-- Information provided follows --
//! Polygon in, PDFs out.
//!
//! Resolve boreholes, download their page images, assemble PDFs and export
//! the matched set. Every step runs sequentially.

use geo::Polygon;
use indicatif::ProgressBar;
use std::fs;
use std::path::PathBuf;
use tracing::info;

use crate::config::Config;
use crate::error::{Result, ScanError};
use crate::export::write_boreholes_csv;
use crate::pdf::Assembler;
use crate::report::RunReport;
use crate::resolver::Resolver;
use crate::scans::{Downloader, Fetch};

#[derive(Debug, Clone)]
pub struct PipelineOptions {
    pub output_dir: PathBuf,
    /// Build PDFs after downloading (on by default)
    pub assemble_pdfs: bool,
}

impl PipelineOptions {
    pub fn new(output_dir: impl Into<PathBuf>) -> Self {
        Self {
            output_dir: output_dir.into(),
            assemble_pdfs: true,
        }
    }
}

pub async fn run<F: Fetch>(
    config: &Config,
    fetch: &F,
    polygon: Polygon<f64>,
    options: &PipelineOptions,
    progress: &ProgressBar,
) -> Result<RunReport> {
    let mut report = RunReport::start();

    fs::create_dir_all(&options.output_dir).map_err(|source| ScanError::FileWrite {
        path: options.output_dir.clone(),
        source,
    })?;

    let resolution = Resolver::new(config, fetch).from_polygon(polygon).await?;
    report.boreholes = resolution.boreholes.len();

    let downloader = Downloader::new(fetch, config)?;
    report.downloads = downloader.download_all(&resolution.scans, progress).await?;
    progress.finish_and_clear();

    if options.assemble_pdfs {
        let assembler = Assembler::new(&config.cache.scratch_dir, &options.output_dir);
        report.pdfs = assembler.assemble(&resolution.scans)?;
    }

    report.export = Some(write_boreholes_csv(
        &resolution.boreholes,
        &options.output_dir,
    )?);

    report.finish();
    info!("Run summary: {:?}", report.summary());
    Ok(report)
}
-- Information provided concluded --
-- Information provided follows --
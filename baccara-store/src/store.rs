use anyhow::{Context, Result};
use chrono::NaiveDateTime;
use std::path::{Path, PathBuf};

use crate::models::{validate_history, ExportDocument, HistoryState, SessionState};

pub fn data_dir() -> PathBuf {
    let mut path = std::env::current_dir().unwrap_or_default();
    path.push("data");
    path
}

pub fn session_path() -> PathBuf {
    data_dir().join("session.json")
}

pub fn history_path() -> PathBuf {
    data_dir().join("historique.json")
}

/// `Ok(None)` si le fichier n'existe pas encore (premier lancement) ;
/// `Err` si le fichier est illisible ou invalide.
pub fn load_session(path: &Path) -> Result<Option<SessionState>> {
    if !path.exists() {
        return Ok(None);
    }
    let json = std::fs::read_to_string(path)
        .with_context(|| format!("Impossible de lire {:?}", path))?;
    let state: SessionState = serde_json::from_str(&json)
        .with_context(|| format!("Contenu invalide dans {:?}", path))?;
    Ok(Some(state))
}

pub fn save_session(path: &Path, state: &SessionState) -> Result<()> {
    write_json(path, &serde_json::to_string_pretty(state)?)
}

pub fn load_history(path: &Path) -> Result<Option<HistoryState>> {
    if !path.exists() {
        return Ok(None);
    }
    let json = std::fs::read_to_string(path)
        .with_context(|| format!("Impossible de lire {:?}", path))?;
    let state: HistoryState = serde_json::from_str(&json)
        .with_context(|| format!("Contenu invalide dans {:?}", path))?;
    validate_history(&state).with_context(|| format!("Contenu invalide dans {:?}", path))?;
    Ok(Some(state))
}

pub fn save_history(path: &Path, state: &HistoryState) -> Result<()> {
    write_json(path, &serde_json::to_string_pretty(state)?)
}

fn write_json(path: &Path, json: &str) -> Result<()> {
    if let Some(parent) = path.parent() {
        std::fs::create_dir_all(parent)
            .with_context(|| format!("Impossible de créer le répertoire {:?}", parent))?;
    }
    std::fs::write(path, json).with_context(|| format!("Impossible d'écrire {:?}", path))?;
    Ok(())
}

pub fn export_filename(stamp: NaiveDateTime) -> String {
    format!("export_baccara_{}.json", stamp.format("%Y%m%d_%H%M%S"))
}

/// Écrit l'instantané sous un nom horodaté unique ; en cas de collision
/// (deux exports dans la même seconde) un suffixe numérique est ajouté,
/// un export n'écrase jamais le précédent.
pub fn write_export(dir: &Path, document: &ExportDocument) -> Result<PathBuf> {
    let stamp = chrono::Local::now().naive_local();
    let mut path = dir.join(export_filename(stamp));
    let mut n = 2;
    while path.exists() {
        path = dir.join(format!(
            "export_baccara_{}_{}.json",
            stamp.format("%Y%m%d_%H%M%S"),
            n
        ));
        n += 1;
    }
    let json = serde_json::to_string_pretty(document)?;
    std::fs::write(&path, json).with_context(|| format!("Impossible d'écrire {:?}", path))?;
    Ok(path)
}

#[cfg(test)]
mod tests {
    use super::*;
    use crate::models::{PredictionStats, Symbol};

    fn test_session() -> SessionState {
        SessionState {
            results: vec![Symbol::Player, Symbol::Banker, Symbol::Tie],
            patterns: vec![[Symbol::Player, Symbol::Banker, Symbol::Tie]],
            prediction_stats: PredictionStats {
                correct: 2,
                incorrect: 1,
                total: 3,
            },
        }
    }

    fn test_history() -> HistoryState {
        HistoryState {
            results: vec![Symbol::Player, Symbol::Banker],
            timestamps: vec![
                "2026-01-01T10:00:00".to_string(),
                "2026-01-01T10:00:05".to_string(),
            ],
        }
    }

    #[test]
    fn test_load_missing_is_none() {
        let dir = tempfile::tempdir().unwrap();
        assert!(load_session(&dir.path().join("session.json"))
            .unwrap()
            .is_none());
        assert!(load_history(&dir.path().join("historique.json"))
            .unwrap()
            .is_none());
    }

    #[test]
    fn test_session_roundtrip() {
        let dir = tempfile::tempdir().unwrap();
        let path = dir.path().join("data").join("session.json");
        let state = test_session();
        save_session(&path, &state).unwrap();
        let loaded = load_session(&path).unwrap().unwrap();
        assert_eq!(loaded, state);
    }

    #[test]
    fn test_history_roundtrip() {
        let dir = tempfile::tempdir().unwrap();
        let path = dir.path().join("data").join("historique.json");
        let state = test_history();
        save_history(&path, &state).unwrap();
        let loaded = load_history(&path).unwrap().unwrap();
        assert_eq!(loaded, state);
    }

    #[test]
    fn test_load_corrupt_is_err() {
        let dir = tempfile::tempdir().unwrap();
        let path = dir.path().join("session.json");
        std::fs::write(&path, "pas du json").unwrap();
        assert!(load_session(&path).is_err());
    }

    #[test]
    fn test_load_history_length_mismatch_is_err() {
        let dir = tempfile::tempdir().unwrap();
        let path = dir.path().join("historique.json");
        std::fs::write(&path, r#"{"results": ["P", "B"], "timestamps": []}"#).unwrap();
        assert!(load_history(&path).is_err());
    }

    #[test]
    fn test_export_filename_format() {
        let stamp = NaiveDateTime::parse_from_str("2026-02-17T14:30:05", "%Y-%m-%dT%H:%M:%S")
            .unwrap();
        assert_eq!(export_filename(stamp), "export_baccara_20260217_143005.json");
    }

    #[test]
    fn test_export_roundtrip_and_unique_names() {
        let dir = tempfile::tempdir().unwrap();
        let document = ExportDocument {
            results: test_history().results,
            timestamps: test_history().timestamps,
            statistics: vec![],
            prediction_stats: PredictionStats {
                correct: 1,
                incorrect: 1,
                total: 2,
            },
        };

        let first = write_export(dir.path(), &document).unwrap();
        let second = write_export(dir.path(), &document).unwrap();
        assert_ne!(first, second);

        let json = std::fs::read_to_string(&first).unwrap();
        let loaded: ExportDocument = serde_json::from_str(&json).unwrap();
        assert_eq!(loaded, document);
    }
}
-- Information provided concluded --
Problem:
Among the entries above, count the lines that contain the word "results" and give the number by itself.

Response below:
4